So many therapy models: How do I know if I am doing the right one?

How do I know if I’m doing the right therapy? Should I be learning a different model? Everyone in the Facebook groups do so many different things, I feel inadequate or like I’m falling behind.

These are the kinds of questions I field in supervision and mentoring regularly.

The real question underneath may be “Am I good enough compared to my peers?” but it’a also an understandable query.

Before the days of social media, you would not become aware of a new therapy technique until you received a flyer in the mail, went to a conference or a colleague mentioned it to you. Now, you are bombarded with information about therapy models, old, current and developing every day. You are also exposed to thousands of peers who use different models. Models selected based on their own client groups, preferences, and agency mandates.

Is it helpful? As much as I love new ideas, I do think a lot of the above creates overwhelm and contributes to toxic self-doubt.

My own journey with choosing to learn a new therapy model has been largely guided by hitting walls with clients or recognizing that the therapy I was using just didn’t work for one client. And when I say didn’t work, I mean it really didn’t work and made the client have abreactions or generally feel terrible about themselves.

Yes, I have gone and trained in something new just to help one client. And not just once.

I trained in EMDR because of one client who would freeze if we attempted the processing techniques of cognitive processing therapy. I learned structural dissociation theory when 6 years later, a client couldn’t tolerate either EMDR, schema therapy’s imagery rescripting or chairwork. I learned ACT because so many clients struggled with feelings of invalidation with the cognitive restructuring techniques of CBT.

When listening to Jeff Young speak in a recent What’s the schemata podcast by Schematherapytraining.com, he shared that he developed schema therapy for clients with BPD after recognizing that cognitive therapy just didn’t work for these clients. He discussed how we learn to be better therapists when we come across clients for who our therapy is not working because it requires us to think outside of our usual parameters and find something that will work.

In my experience, these clients are my greatest teachers. I am a better therapist for meeting them. Yes, I have spent thousands of dollars on PD and many hours thinking about them, but they make me better. I credit a couple of clients for changing the course of my career and transforming me as a therapist.

Another pearl of wisdom from Jeff Young was to avoid the trap of trying to learn a therapy model by adapting it into what you already know. It is important to learn and deliver the therapy model as it is intended. For example, if you know CBT, it is tempting to train in schema therapy and then just add bits of schema therapy to your CBT conceptualization and intervention. Or, you may train in EMDR just to learn to desensitize trauma but do not learn the theory of adaptive information processing. Most important, Jeff Young stressed, was the importance of strong case formulation with a consistently applied therapy based on the formulation rather than applying techniques to a symptom-driven treatment plan. For more on the importance of case formulation click here.

Do you need to do what everyone else is doing? No.

Do you need to learn to help your clients? Yes.

WIll every model you look at stay with you? No.

I dabbled in sensorimotor therapy and DBT before realizing I just couldn’t deliver it in a convincing way. I no longer offer ACT because it didn’t work well with the trauma presentations I work with and my own dynamic style means using lengthy meditation scripts and metaphor exercises felt incongruent. Do I incorporate values and defusion into therapy sometimes? Yes. Have I used DBT’s grounding exercises and some of the sensorimotor exercises to stabilise people? Yes.

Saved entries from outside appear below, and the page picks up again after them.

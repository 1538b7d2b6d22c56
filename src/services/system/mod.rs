pub mod health;

use actix_web::{HttpRequest, HttpResponse, Result as ActixResult};

pub struct SystemService;

impl SystemService {
    pub fn new_lazy() -> Self {
        Self
    }

    // 健康检查
    pub async fn health(&self, request: &HttpRequest) -> ActixResult<HttpResponse> {
        health::handle_health(request).await
    }
}
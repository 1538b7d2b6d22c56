use crate::cache::{ObjectCache, register::get_object_cache_plugin};
use crate::config::AppConfig;
use crate::queue::{NotificationQueue, create_queue_client};
use std::sync::Arc;
use tracing::{debug, warn};

pub struct StartupContext {
    pub queue: Arc<dyn NotificationQueue>,
    pub cache: Arc<dyn ObjectCache>,
}

/// 创建缓存实例
async fn create_cache() -> Result<Arc<dyn ObjectCache>, Box<dyn std::error::Error>> {
    let config = AppConfig::get();
    let cache_type = &config.cache.cache_type;

    warn!("Attempting to create {} cache backend", cache_type);

    // 根据配置选择缓存后端
    if let Some(constructor) = get_object_cache_plugin(cache_type) {
        match constructor().await {
            Ok(cache) => {
                warn!("Successfully created {} cache backend", cache_type);
                return Ok(Arc::from(cache));
            }
            Err(e) => {
                warn!("Failed to create {} cache: {}", cache_type, e);
            }
        }
    } else {
        warn!("Cache backend '{}' not found in registry", cache_type);
    }

    // 配置的缓存不可用时回退到内存缓存（令牌缓存丢失只影响性能，不影响正确性）
    if cache_type != "moka"
        && let Some(fallback_constructor) = get_object_cache_plugin("moka")
    {
        warn!("Falling back to Moka (in-memory) cache backend");
        match fallback_constructor().await {
            Ok(cache) => {
                warn!("Successfully created fallback Moka cache backend");
                return Ok(Arc::from(cache));
            }
            Err(fallback_e) => {
                warn!("Failed to create fallback Moka cache: {}", fallback_e);
            }
        }
    }

    Err(format!("No cache backend available (tried: {cache_type})").into())
}

/// 准备服务器启动的上下文
/// 包括队列客户端和缓存等
pub async fn prepare_server_startup() -> StartupContext {
    rustls::crypto::ring::default_provider()
        .install_default()
        .expect("Failed to install rustls crypto provider");

    if cfg!(debug_assertions) {
        crate::cache::register::debug_object_cache_registry();
        debug!("Debug mode: Cache registry is enabled");
    }

    // 队列客户端必须就绪，失败直接终止启动
    let queue = create_queue_client()
        .await
        .expect("Failed to create queue client");
    warn!(
        "Queue client initialized (destination: {})",
        queue.destination_name()
    );

    // 创建缓存实例
    let cache = create_cache().await.expect("Failed to create cache");
    warn!("Cache backend initialized");

    StartupContext { queue, cache }
}
use crate::cache::traits::ObjectCache;
use crate::errors::Result;
use once_cell::sync::Lazy;
use std::{
    collections::HashMap,
    future::Future,
    pin::Pin,
    sync::{Arc, RwLock},
};

pub type BoxedObjectCacheFuture =
    Pin<Box<dyn Future<Output = Result<Box<dyn ObjectCache>>> + Send>>;
pub type ObjectCacheConstructor = Arc<dyn Fn() -> BoxedObjectCacheFuture + Send + Sync>;

static OBJECT_CACHE_REGISTRY: Lazy<RwLock<HashMap<String, ObjectCacheConstructor>>> =
    Lazy::new(|| RwLock::new(HashMap::new()));

pub fn register_object_cache_plugin<S: Into<String>>(name: S, constructor: ObjectCacheConstructor) {
    let name = name.into();
    let mut registry = OBJECT_CACHE_REGISTRY
        .write()
        .expect("Cache registry lock poisoned");
    registry.insert(name, constructor);
}

pub fn get_object_cache_plugin(name: &str) -> Option<ObjectCacheConstructor> {
    OBJECT_CACHE_REGISTRY
        .read()
        .expect("Cache registry lock poisoned")
        .get(name)
        .cloned()
}

pub fn debug_object_cache_registry() {
    let registry = OBJECT_CACHE_REGISTRY
        .read()
        .expect("Cache registry lock poisoned");
    if registry.is_empty() {
        tracing::debug!("No object cache plugins registered.");
    } else {
        tracing::debug!("Registered object cache plugins:");
        for key in registry.keys() {
            tracing::debug!(" - {}", key);
        }
    }
}
pub mod entities;
pub mod requests;
pub mod responses;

How do you know if the therapy model you are doing is the right one? Let your clients and what happens in the therapy room be your teacher.

I strongly recommend that when you learn a new therapy technique, that you engage a supervisor who is skilled in the theory and application of the model. This will help you learn and apply the model properly and avoid the trap of adding technique to your existing model. Using an eclectic or generalist supervisor will not be as effective.

Most of all – enjoy the journey.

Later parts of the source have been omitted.